Eurovisión en el Congreso
Muy desorientada ha de ir una izquierda que se aferra a un concurso de canciones para convertirlo en materia de reivindicación y debate público, pero es exactamente lo que ha pasado con el Benidorm Fest, celebrado el fin de semana pasado. Como debe de saber más o menos todo el mundo, el certamen tuvo como resultado —contra pronóstico y con polémica incluida— que la representante de España a Eurovisión no fuera la catalana Rigoberta Bandini (que canta sobre la liberación de los pechos y por lo tanto representa el feminismo) ni el grupo Tanxugueiras (que cantan en gallego y otras lenguas vernáculas y por lo tanto representan la diversidad lingüística), sino la también catalana –de Olesa de Montserrat– Chanel Terrero, que canta sobre volver locos a los daddies haciendo doom doom con el boom boom por Miami, y que por lo tanto representa el sexo remunerado y los valores de la derechuza de toda la vida.
De acuerdo, Eurovisión es un festival rancio y más bien casposo, pero esto también lo sabemos desde siempre. Si los progres nos hemos querido empoderar haciendo nuestro un festival que ya solo servía para enviar candidatos irónicos como Chikilicuatre, y de repente hacer ver que librábamos otra guerra cultural sin ton ni son, es nuestro problema. Y miren hasta dónde debe de llegar este problema que el sindicato CCOO ha pedido a RTVE que deje “sin efecto” la victoria de la cantante Chanel y ha solicitado las actas de las votaciones del Benidorm Fest, mientras que los grupos parlamentarios del BNG y de Galicia en Común, asumiendo la representación del club de fans de Tanxugueiras, han llevado la cuestión al Congreso de los Diputados, en forma de varias preguntas parlamentarias que han presentado este lunes mismo. Ignoro qué resultado tendrán, porque, como ya no tienen sentido las preguntas, tampoco podrán tener las respuestas. Tanto da: hace tiempo que la norma fundamental del juego de la política es, precisamente, el absurdo, la ausencia de sentido, la gesticulación sin contenido. Tanto da el PP difundiendo a diestro y siniestro imágenes de Pablo Casado rodeado de vacas y ovejas, como la izquierda supuestamente transformadora haciendo casus belli de la elección de la canción que va a Eurovisión (y equivocándose, porque después de haber oído conversar a la cantante Chanel, y de ver a su madrina tan entusiasmada en Olesa, tratar su victoria como un asunto de estado será una acción antipática que se les girará en contra).

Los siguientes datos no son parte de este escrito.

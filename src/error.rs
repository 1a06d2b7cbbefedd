use thiserror::Error;

/// Failures of the compact ("bits") target codec.
#[derive(Debug, Clone, PartialEq, Eq, Error)]
pub enum CompactError {
    #[error("compact exponent {0} is below 3")]
    ExponentTooSmall(u32),

    #[error("target is zero")]
    ZeroTarget,

    #[error("target needs {0} bytes, more than a compact exponent can hold")]
    TargetTooLarge(u64),
}

#[derive(Debug, Clone, PartialEq, Eq, Error)]
pub enum RetargetError {
    /// Desired timespan of zero; a configuration error, not a runtime one.
    #[error("desired timespan must be greater than zero")]
    ZeroTimespan,

    #[error("desired timespan is too large")]
    TimespanOverflow,

    #[error("unparseable block time {0:?}")]
    InvalidTime(String),

    #[error(transparent)]
    Compact(#[from] CompactError),
}

#[derive(Debug, Clone, PartialEq, Eq, Error)]
pub enum MiningError {
    #[error("mining cancelled after {attempts} attempts")]
    Cancelled { attempts: u64 },

    #[error("target for bits {bits:#010x} cannot be reached")]
    TargetUnreachable { bits: u32 },

    #[error("chain tip moved while mining block #{index}")]
    StaleTip { index: u64 },

    #[error("block #{index} is not a valid sealed block")]
    InvalidBlock { index: u64 },

    #[error(transparent)]
    Compact(#[from] CompactError),

    #[error(transparent)]
    Retarget(#[from] RetargetError),
}

#[derive(Debug, Clone, PartialEq, Eq, Error)]
pub enum ConfigError {
    #[error("invalid value {value:?} for {key}")]
    InvalidValue { key: &'static str, value: String },

    #[error("{0} must be greater than zero")]
    ZeroTimespan(&'static str),
}

#[derive(Debug, Clone, PartialEq, Eq, Error)]
pub enum WalletError {
    #[error("invalid hex")]
    InvalidHex,

    #[error("invalid public key bytes")]
    InvalidPublicKey,

    #[error("invalid secret key bytes")]
    InvalidSecretKey,
}
//! # Event Emitter
//!
//! A priority-ordered publish/subscribe event emitter for decoupling
//! in-process components such as UI widgets, state stores and modules.
//!
//! ## Key Features
//!
//! - **Priorities**: higher priority listeners run first; within one
//!   priority the most recently registered listener runs first
//! - **One-shot listeners**: removed after the first emit that invokes them
//! - **Stop propagation**: a listener can halt the rest of an emit, bridges included
//! - **Bridging**: forward every unstopped emit to downstream emitters
//! - **Re-entrancy**: listeners may subscribe, unsubscribe and emit while a
//!   dispatch is running; no lock is held across a listener call
//! - **Typed facade**: [`typed::TypedEmitter`] checks emitted and listened
//!   events against separate schemas
//!
//! ## Usage
//!
//! ```rust
//! use event_emitter::{EventEmitter, Handler, Propagation};
//! use std::sync::{Arc, Mutex};
//!
//! let emitter: EventEmitter<String> = EventEmitter::new();
//! let order = Arc::new(Mutex::new(Vec::new()));
//!
//! let log = order.clone();
//! emitter.on("test", move |_: &String| log.lock().unwrap().push("first registered"));
//! let log = order.clone();
//! emitter.on("test", move |_: &String| log.lock().unwrap().push("second registered"));
//!
//! emitter.emit("test", &"msg".to_string()).unwrap();
//! assert_eq!(*order.lock().unwrap(), vec!["second registered", "first registered"]);
//!
//! // Shared handlers can be removed with `off`
//! let stopper = Handler::new(|_: &String| Propagation::Stop);
//! emitter.on_handler("test", 5, &stopper);
//! assert!(emitter.emit("test", &"msg".to_string()).unwrap().stopped);
//! assert_eq!(emitter.off_with_priority("test", 5, &stopper), 1);
//! ```
//!
//! ## Dispatch Semantics
//!
//! Dispatch is synchronous and runs on the caller's thread. The registry is
//! read live, so a listener unsubscribed by an earlier listener in the same
//! emit does not run; listeners registered during an emit wait for the next
//! one. Bridge chains recurse on the caller's stack and are not cycle
//! checked unless [`EmitterConfig::max_bridge_depth`] is set.
//!
//! Listener failures abort the emit and are returned to the caller unless
//! [`EmitterConfig::isolate_failures`] is set.

pub mod config;
pub mod emitter;
pub mod error;
pub mod listener;
pub mod macros;
pub mod registry;
pub mod stats;
pub mod typed;

// Re-exports for convenience
pub use config::EmitterConfig;
pub use emitter::{EmitReport, EmitterId, EventEmitter, Subscription};
pub use error::{EmitterError, HandlerError};
pub use listener::{Handler, HandlerOutput, ListenerId, Priority, Propagation, DEFAULT_PRIORITY};
pub use registry::{EventKey, EventName};
pub use typed::{ChangeEvent, Event, TypedEmitter};

/// Result type used throughout the crate
pub type Result<T> = std::result::Result<T, EmitterError>;
//! Error types for the event emitter

/// Boxed error produced by a failing listener.
pub type HandlerError = Box<dyn std::error::Error + Send + Sync + 'static>;

/// Errors surfaced by emitter operations.
#[derive(Debug, thiserror::Error)]
pub enum EmitterError {
    /// A listener returned an error while handling an event
    #[error("Listener for event '{event}' failed: {source}")]
    Handler {
        event: String,
        #[source]
        source: HandlerError,
    },

    /// Bridged forwarding went deeper than the configured limit
    #[error("Bridge depth {depth} exceeds limit {limit} while forwarding '{event}'")]
    BridgeDepthExceeded {
        event: String,
        depth: usize,
        limit: usize,
    },

    /// A typed listener received a payload of another type
    #[error("Payload for event '{event}' is not a {expected}")]
    PayloadType {
        event: &'static str,
        expected: &'static str,
    },

    /// Emitter configuration could not be parsed
    #[error("Invalid emitter configuration: {0}")]
    Config(#[from] toml::de::Error),
}

impl EmitterError {
    /// Wraps a listener failure for the given event.
    pub fn handler(event: impl std::fmt::Display, source: HandlerError) -> Self {
        EmitterError::Handler {
            event: event.to_string(),
            source,
        }
    }

    /// Returns `true` if this error came out of a listener.
    pub fn is_handler_failure(&self) -> bool {
        matches!(self, EmitterError::Handler { .. })
    }
}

Hacer una canción a los pechos no es feminismo, cantar una canción en una lengua “cooficial” no es diversidad lingüística, y quejarse de Eurovisión no es hacer política progresista. No tendrían que serlo en una democracia evolucionada y plenísima, como se supone que es la española. Ahora bien, no es un mal tan solo de España: en una sociedad occidental en la que el cinismo y la escenificación se han convertido en la pauta, en la que la queja y la revolución funcionan como reclamos publicitarios, indignarse contra el Festival de Eurovisión, o contra los enanos de Blancanieves, o contra cualquier cosa que tenga sentido, se ha convertido en la cosa más parecida a la revuelta que muchos son capaces de concebir.